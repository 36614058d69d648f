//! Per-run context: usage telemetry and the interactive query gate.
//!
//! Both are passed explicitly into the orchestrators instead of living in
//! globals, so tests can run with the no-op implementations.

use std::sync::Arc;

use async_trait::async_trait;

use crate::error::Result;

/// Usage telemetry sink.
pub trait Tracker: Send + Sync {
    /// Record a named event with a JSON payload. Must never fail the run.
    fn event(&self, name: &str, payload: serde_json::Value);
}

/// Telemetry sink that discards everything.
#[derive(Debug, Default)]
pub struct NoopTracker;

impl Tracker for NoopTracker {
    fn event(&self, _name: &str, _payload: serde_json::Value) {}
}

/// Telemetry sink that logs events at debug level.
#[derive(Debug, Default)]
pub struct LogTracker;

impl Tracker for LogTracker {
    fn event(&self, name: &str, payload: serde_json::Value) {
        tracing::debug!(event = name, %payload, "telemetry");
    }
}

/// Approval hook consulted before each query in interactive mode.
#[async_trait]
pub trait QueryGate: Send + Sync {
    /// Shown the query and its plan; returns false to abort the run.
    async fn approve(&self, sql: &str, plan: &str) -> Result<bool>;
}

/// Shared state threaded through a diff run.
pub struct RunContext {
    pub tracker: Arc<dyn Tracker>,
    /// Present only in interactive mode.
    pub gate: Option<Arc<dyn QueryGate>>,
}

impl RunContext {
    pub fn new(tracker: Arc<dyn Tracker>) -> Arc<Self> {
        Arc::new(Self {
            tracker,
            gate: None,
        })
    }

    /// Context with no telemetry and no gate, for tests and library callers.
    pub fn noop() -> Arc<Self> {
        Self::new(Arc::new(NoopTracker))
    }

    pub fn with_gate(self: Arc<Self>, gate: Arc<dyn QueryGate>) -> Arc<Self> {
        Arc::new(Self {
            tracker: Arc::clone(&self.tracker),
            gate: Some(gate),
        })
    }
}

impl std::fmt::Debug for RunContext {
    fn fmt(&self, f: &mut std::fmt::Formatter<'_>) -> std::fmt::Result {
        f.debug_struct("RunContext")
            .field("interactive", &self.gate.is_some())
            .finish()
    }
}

---

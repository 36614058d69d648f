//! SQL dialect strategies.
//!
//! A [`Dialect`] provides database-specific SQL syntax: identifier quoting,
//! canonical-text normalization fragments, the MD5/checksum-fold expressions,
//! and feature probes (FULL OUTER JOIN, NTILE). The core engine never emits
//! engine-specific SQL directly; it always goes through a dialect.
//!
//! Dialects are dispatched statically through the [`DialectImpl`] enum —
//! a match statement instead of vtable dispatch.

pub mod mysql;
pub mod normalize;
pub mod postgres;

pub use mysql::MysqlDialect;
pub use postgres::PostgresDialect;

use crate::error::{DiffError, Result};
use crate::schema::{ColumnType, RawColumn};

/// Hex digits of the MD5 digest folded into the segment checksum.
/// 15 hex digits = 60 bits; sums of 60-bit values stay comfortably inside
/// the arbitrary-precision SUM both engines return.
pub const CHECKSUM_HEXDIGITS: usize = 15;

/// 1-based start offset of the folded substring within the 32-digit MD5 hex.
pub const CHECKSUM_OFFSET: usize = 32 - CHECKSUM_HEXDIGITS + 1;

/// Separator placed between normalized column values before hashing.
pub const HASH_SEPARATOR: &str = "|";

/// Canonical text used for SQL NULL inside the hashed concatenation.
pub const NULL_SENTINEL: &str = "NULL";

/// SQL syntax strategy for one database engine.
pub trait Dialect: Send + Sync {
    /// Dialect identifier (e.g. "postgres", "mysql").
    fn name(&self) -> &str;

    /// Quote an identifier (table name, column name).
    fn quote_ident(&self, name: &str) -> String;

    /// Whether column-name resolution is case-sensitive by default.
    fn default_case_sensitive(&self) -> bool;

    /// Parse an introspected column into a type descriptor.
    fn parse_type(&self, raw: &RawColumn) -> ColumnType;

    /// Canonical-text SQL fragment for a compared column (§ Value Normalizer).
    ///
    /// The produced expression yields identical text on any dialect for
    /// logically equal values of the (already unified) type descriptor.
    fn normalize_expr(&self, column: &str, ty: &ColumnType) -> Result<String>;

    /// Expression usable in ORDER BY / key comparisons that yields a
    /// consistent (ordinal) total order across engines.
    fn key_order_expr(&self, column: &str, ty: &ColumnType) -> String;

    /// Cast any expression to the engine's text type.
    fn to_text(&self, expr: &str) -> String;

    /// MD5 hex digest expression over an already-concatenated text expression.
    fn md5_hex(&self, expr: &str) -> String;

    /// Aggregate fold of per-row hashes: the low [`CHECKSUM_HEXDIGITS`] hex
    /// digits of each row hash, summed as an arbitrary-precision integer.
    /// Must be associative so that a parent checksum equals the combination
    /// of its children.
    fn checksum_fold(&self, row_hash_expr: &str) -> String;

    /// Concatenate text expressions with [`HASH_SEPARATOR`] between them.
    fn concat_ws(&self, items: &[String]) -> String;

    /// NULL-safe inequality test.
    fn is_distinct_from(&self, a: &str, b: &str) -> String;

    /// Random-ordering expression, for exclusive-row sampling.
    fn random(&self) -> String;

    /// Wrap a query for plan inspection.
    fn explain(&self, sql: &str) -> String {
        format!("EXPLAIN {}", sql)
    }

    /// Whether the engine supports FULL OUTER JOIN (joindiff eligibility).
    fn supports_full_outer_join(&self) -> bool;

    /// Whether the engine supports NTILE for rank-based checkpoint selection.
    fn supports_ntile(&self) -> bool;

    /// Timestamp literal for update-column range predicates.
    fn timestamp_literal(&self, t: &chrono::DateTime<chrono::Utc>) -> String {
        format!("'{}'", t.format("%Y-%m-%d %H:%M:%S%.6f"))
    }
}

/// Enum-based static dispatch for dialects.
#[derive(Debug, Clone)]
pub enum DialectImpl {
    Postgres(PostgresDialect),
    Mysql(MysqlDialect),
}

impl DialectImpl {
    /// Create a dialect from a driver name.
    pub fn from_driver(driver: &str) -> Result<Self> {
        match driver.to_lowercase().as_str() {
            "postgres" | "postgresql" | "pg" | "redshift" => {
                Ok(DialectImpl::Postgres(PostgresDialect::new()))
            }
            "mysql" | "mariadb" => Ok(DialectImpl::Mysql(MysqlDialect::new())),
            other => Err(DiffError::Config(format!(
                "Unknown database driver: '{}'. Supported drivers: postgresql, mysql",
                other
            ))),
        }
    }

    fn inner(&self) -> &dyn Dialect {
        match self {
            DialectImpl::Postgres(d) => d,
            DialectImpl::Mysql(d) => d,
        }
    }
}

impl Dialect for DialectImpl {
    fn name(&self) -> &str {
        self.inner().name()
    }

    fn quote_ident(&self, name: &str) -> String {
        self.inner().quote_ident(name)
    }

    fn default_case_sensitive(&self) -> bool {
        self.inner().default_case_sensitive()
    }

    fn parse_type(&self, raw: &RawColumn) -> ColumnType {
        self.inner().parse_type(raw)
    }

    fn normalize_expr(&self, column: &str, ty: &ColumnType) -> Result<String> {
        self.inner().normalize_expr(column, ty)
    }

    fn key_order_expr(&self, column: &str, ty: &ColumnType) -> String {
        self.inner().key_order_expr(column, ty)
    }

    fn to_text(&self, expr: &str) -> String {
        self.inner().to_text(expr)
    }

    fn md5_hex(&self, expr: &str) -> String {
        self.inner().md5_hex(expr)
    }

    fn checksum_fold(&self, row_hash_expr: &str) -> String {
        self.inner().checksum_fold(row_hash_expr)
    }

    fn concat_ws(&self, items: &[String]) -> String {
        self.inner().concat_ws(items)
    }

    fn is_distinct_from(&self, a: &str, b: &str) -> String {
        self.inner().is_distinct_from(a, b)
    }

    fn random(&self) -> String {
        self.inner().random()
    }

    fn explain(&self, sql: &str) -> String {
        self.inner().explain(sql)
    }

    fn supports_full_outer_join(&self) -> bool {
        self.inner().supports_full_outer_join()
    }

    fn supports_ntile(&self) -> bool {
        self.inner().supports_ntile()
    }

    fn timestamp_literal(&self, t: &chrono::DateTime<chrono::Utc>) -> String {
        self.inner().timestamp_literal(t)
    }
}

• ACTIVITY:
In the entries above, identify every line with the word "precision". Copy those lines.

• SOLVED PROBLEM:
/// the arbitrary-precision SUM both engines return.
    /// digits of each row hash, summed as an arbitrary-precision integer.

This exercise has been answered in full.